Exercise objective: Quote exactly the lines spanning from the top of the data below to the line that contains "self.append(record);", including both.

::::

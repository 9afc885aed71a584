pub mod fee;
pub mod gas;
pub mod history;
pub mod notification;

pub use fee::*;
pub use gas::*;
pub use history::*;
pub use notification::*;
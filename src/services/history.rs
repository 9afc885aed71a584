use crate::error::Result;
use crate::models::{HistoryRecord, HistorySummary, UsdFeeAverages};
use std::path::{Path, PathBuf};

/// Records kept on disk.
pub const MAX_HISTORY_ENTRIES: usize = 100;

/// Records averaged by [`summarize`].
pub const SUMMARY_WINDOW: usize = 10;

/// Bounded log of past cycles backed by a pretty-printed JSON array.
///
/// Best effort only: read and write failures are logged and never stop the tracker.
pub struct HistoryStore {
    path: PathBuf,
    records: Vec<HistoryRecord>,
    recording: bool,
}

impl HistoryStore {
    /// Loads existing history from `path`. `recording` gates whether cycles get appended.
    pub fn open(path: impl Into<PathBuf>, recording: bool) -> Self {
        let path = path.into();
        let records = load(&path);
        tracing::debug!(
            path = %path.display(),
            entries = records.len(),
            recording,
            "History loaded"
        );

        Self {
            path,
            records,
            recording,
        }
    }

    pub fn is_recording(&self) -> bool {
        self.recording
    }

    pub fn records(&self) -> &[HistoryRecord] {
        &self.records
    }

    pub fn append(&mut self, record: HistoryRecord) {
        self.records.push(record);
    }

    /// Trims to the newest [`MAX_HISTORY_ENTRIES`] and overwrites the file.
    pub fn save(&mut self) {
        if self.records.len() > MAX_HISTORY_ENTRIES {
            let excess = self.records.len() - MAX_HISTORY_ENTRIES;
            self.records.drain(..excess);
        }

        if let Err(e) = self.write() {
            tracing::error!(path = %self.path.display(), "Failed to save history: {}", e);
        }
    }

    /// Appends and saves when recording is on; otherwise does nothing.
    pub fn record(&mut self, record: HistoryRecord) {
        if !self.recording {
            return;
        }
        self.append(record);
        self.save();
    }

    pub fn summary(&self) -> Option<HistorySummary> {
        summarize(&self.records)
    }

    fn write(&self) -> Result<()> {
        let json = serde_json::to_string_pretty(&self.records)?;
        std::fs::write(&self.path, json)?;
        Ok(())
    }
}

/// Reads the history file. Missing file means empty history; unreadable or
/// malformed content is logged and also yields empty history.
pub fn load(path: &Path) -> Vec<HistoryRecord> {
    if !path.exists() {
        return Vec::new();
    }

    let parsed: Result<Vec<HistoryRecord>> = std::fs::read_to_string(path)
        .map_err(crate::error::GasWatchError::from)
        .and_then(|data| serde_json::from_str(&data).map_err(Into::into));

    match parsed {
        Ok(records) => records,
        Err(e) => {
            tracing::error!(path = %path.display(), "Failed to load history: {}", e);
            Vec::new()
        }
    }
}

/// Averages of the last [`SUMMARY_WINDOW`] records.
///
/// USD fee averages only cover the records of that window that carry USD fees.
pub fn summarize(records: &[HistoryRecord]) -> Option<HistorySummary> {
    if records.is_empty() {
        return None;
    }

    let recent = &records[records.len().saturating_sub(SUMMARY_WINDOW)..];
    let n = recent.len() as f64;
    let mean = |f: fn(&HistoryRecord) -> f64| recent.iter().map(f).sum::<f64>() / n;

    let with_usd: Vec<(f64, f64, f64)> = recent
        .iter()
        .filter_map(|r| match (r.safe_fee_usd, r.standard_fee_usd, r.fast_fee_usd) {
            (Some(safe), Some(standard), Some(fast)) => Some((safe, standard, fast)),
            _ => None,
        })
        .collect();

    let usd = (!with_usd.is_empty()).then(|| {
        let m = with_usd.len() as f64;
        UsdFeeAverages {
            sample_size: with_usd.len(),
            avg_safe_fee_usd: with_usd.iter().map(|t| t.0).sum::<f64>() / m,
            avg_standard_fee_usd: with_usd.iter().map(|t| t.1).sum::<f64>() / m,
            avg_fast_fee_usd: with_usd.iter().map(|t| t.2).sum::<f64>() / m,
        }
    });

    Some(HistorySummary {
        sample_size: recent.len(),
        avg_safe: mean(|r| r.safe),
        avg_standard: mean(|r| r.standard),
        avg_fast: mean(|r| r.fast),
        usd,
    })
}

#[cfg(test)]
mod tests {
    use super::*;
    use chrono::{TimeZone, Utc};
    use tempfile::tempdir;

    fn record(i: u32, with_usd: bool) -> HistoryRecord {
        let base = i as f64;
        HistoryRecord {
            timestamp: Utc.timestamp_opt(1_700_000_000 + i as i64 * 60, 0).unwrap(),
            safe: base,
            standard: base + 1.0,
            fast: base + 2.0,
            eth_price: 3000.0,
            safe_fee_usd: with_usd.then_some(base / 10.0),
            standard_fee_usd: with_usd.then_some(base / 10.0 + 0.1),
            fast_fee_usd: with_usd.then_some(base / 10.0 + 0.2),
        }
    }

    #[test]
    fn test_missing_file_is_empty() {
        let dir = tempdir().unwrap();
        let store = HistoryStore::open(dir.path().join("none.json"), false);
        assert!(store.records().is_empty());
        assert!(store.summary().is_none());
    }

    #[test]
    fn test_malformed_file_is_empty() {
        let dir = tempdir().unwrap();
        let path = dir.path().join("history.json");
        std::fs::write(&path, "{ not json").unwrap();

        assert!(load(&path).is_empty());
    }

    #[test]
    fn test_save_keeps_last_hundred_in_order() {
        let dir = tempdir().unwrap();
        let path = dir.path().join("history.json");
        let mut store = HistoryStore::open(&path, true);

        for i in 0..130 {
            store.append(record(i, true));
        }
        store.save();

        assert_eq!(store.records().len(), MAX_HISTORY_ENTRIES);
        assert_eq!(store.records()[0].safe, 30.0);
        assert_eq!(store.records()[99].safe, 129.0);

        let reloaded = load(&path);
        assert_eq!(reloaded, store.records());
        assert!(reloaded.windows(2).all(|w| w[0].timestamp < w[1].timestamp));
    }

    #[test]
    fn test_file_format_is_camel_case_array() {
        let dir = tempdir().unwrap();
        let path = dir.path().join("history.json");
        let mut store = HistoryStore::open(&path, true);
        store.record(record(1, true));

        let raw = std::fs::read_to_string(&path).unwrap();
        assert!(raw.starts_with('['));
        assert!(raw.contains("\"ethPrice\""));
        assert!(raw.contains("\"standardFeeUsd\""));
        assert!(raw.contains('\n'));
    }

    #[test]
    fn test_record_is_noop_when_disabled() {
        let dir = tempdir().unwrap();
        let path = dir.path().join("history.json");
        let mut store = HistoryStore::open(&path, false);

        store.record(record(1, true));

        assert!(store.records().is_empty());
        assert!(!path.exists());
    }

    #[test]
    fn test_reads_records_without_usd_fields() {
        let dir = tempdir().unwrap();
        let path = dir.path().join("history.json");
        std::fs::write(
            &path,
            r#"[{"timestamp":"2024-01-01T00:00:00.000Z","safe":10,"standard":12,"fast":15,"ethPrice":2300.5}]"#,
        )
        .unwrap();

        let records = load(&path);
        assert_eq!(records.len(), 1);
        assert_eq!(records[0].standard, 12.0);
        assert!(records[0].safe_fee_usd.is_none());
    }

    #[test]
    fn test_summarize_uses_last_ten() {
        let records: Vec<_> = (0..15).map(|i| record(i, true)).collect();
        let summary = summarize(&records).unwrap();

        // records 5..=14
        assert_eq!(summary.sample_size, 10);
        assert!((summary.avg_safe - 9.5).abs() < 1e-9);
        assert!((summary.avg_standard - 10.5).abs() < 1e-9);
        assert!((summary.avg_fast - 11.5).abs() < 1e-9);

        let usd = summary.usd.unwrap();
        assert_eq!(usd.sample_size, 10);
        assert!((usd.avg_safe_fee_usd - 0.95).abs() < 1e-9);
    }

    #[test]
    fn test_summarize_usd_only_over_records_with_fees() {
        let mut records: Vec<_> = (0..8).map(|i| record(i, false)).collect();
        records.push(record(10, true));
        records.push(record(20, true));

        let summary = summarize(&records).unwrap();
        assert_eq!(summary.sample_size, 10);

        let usd = summary.usd.unwrap();
        assert_eq!(usd.sample_size, 2);
        assert!((usd.avg_safe_fee_usd - 1.5).abs() < 1e-9);
        assert!((usd.avg_fast_fee_usd - 1.7).abs() < 1e-9);
    }

    #[test]
    fn test_summarize_without_usd() {
        let records: Vec<_> = (0..3).map(|i| record(i, false)).collect();
        let summary = summarize(&records).unwrap();
        assert_eq!(summary.sample_size, 3);
        assert!(summary.usd.is_none());
    }
}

::::

Task output:
repository 9afc885aed71a584
pub mod fee;
pub mod gas;
pub mod history;
pub mod notification;

pub use fee::*;
pub use gas::*;
pub use history::*;
pub use notification::*;
filename src/services/history.rs
repository 9afc885aed71a584
use crate::error::Result;
use crate::models::{HistoryRecord, HistorySummary, UsdFeeAverages};
use std::path::{Path, PathBuf};

/// Records kept on disk.
pub const MAX_HISTORY_ENTRIES: usize = 100;

/// Records averaged by [`summarize`].
pub const SUMMARY_WINDOW: usize = 10;

/// Bounded log of past cycles backed by a pretty-printed JSON array.
///
/// Best effort only: read and write failures are logged and never stop the tracker.
pub struct HistoryStore {
    path: PathBuf,
    records: Vec<HistoryRecord>,
    recording: bool,
}

impl HistoryStore {
    /// Loads existing history from `path`. `recording` gates whether cycles get appended.
    pub fn open(path: impl Into<PathBuf>, recording: bool) -> Self {
        let path = path.into();
        let records = load(&path);
        tracing::debug!(
            path = %path.display(),
            entries = records.len(),
            recording,
            "History loaded"
        );

        Self {
            path,
            records,
            recording,
        }
    }

    pub fn is_recording(&self) -> bool {
        self.recording
    }

    pub fn records(&self) -> &[HistoryRecord] {
        &self.records
    }

    pub fn append(&mut self, record: HistoryRecord) {
        self.records.push(record);
    }

    /// Trims to the newest [`MAX_HISTORY_ENTRIES`] and overwrites the file.
    pub fn save(&mut self) {
        if self.records.len() > MAX_HISTORY_ENTRIES {
            let excess = self.records.len() - MAX_HISTORY_ENTRIES;
            self.records.drain(..excess);
        }

        if let Err(e) = self.write() {
            tracing::error!(path = %self.path.display(), "Failed to save history: {}", e);
        }
    }

    /// Appends and saves when recording is on; otherwise does nothing.
    pub fn record(&mut self, record: HistoryRecord) {
        if !self.recording {
            return;
        }
        self.append(record);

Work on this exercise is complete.